Records from a data source
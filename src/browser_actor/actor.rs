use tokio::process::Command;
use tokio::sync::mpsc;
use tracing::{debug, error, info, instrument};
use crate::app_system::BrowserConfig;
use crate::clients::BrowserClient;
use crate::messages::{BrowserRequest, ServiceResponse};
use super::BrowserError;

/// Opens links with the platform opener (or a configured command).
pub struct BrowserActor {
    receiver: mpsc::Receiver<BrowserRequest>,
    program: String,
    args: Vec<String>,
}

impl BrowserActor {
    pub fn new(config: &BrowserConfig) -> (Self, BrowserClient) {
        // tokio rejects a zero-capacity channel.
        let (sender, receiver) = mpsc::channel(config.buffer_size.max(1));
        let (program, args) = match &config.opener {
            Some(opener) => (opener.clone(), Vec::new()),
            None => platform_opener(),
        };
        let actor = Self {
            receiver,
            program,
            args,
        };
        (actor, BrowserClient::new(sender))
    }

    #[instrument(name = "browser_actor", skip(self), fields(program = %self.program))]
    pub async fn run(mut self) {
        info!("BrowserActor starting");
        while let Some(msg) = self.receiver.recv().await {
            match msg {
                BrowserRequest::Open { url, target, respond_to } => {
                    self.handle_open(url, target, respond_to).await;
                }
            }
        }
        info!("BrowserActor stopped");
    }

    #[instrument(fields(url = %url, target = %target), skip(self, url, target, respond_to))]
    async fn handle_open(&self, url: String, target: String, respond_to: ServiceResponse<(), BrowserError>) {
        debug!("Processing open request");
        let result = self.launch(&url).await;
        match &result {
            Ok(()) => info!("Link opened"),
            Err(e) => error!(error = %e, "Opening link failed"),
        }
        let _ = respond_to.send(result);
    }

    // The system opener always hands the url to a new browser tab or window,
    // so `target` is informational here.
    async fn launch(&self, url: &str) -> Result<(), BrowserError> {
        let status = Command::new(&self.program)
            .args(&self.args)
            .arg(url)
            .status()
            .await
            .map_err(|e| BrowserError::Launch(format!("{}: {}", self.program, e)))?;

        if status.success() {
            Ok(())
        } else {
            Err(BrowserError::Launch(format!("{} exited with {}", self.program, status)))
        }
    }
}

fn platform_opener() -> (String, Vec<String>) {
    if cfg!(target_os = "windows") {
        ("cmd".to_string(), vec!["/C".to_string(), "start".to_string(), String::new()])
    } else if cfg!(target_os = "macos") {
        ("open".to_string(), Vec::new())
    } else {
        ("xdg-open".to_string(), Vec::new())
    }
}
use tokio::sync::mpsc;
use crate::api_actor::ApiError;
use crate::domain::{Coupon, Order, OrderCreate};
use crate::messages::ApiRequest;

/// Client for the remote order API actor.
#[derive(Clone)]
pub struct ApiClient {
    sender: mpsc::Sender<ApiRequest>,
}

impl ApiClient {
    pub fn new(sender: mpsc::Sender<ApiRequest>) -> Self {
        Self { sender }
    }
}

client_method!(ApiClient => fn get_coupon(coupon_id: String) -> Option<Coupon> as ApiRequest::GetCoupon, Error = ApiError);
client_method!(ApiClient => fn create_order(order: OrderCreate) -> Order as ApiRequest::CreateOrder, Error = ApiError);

==

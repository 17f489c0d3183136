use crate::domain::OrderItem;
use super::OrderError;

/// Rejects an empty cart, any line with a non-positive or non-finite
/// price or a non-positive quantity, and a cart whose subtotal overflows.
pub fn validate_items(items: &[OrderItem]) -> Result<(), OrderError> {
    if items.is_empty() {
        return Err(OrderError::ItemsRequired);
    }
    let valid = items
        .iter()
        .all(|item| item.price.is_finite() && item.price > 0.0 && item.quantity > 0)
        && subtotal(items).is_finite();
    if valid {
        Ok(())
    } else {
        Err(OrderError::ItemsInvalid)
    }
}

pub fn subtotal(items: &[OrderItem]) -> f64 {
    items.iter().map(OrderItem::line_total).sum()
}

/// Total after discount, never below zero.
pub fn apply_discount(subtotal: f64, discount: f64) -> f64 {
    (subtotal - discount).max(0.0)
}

---

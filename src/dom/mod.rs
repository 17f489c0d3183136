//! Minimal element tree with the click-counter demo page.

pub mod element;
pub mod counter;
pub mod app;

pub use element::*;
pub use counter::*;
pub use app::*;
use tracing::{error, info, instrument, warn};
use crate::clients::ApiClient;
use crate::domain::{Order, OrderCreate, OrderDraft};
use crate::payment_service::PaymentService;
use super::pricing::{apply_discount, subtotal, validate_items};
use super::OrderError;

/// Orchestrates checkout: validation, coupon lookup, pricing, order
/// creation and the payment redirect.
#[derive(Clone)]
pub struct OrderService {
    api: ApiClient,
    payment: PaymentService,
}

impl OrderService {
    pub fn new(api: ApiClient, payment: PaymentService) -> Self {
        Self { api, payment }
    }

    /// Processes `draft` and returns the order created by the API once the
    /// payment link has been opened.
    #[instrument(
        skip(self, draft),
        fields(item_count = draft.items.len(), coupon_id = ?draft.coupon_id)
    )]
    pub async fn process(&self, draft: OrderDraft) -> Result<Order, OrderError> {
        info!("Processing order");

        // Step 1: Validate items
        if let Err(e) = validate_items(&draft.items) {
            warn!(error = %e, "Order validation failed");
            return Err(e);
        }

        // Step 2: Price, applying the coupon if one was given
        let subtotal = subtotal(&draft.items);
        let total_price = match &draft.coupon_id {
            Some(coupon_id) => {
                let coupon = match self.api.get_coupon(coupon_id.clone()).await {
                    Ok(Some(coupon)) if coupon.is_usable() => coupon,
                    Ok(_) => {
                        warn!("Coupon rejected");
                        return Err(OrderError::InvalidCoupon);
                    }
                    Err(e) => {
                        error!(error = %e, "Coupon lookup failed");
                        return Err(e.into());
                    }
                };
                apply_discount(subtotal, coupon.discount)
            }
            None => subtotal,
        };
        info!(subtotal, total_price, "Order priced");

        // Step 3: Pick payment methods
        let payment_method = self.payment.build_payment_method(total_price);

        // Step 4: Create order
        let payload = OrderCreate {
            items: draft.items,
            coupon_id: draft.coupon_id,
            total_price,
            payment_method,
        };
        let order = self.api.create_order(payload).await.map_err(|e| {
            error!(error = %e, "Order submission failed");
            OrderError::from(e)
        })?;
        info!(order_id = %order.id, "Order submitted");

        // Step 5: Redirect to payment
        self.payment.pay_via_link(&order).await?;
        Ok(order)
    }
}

TASK |
Say how many lines in the data hold the string "ApiClient". No other content should accompany the number.

RESPONSE TO THE EXERCISE |
7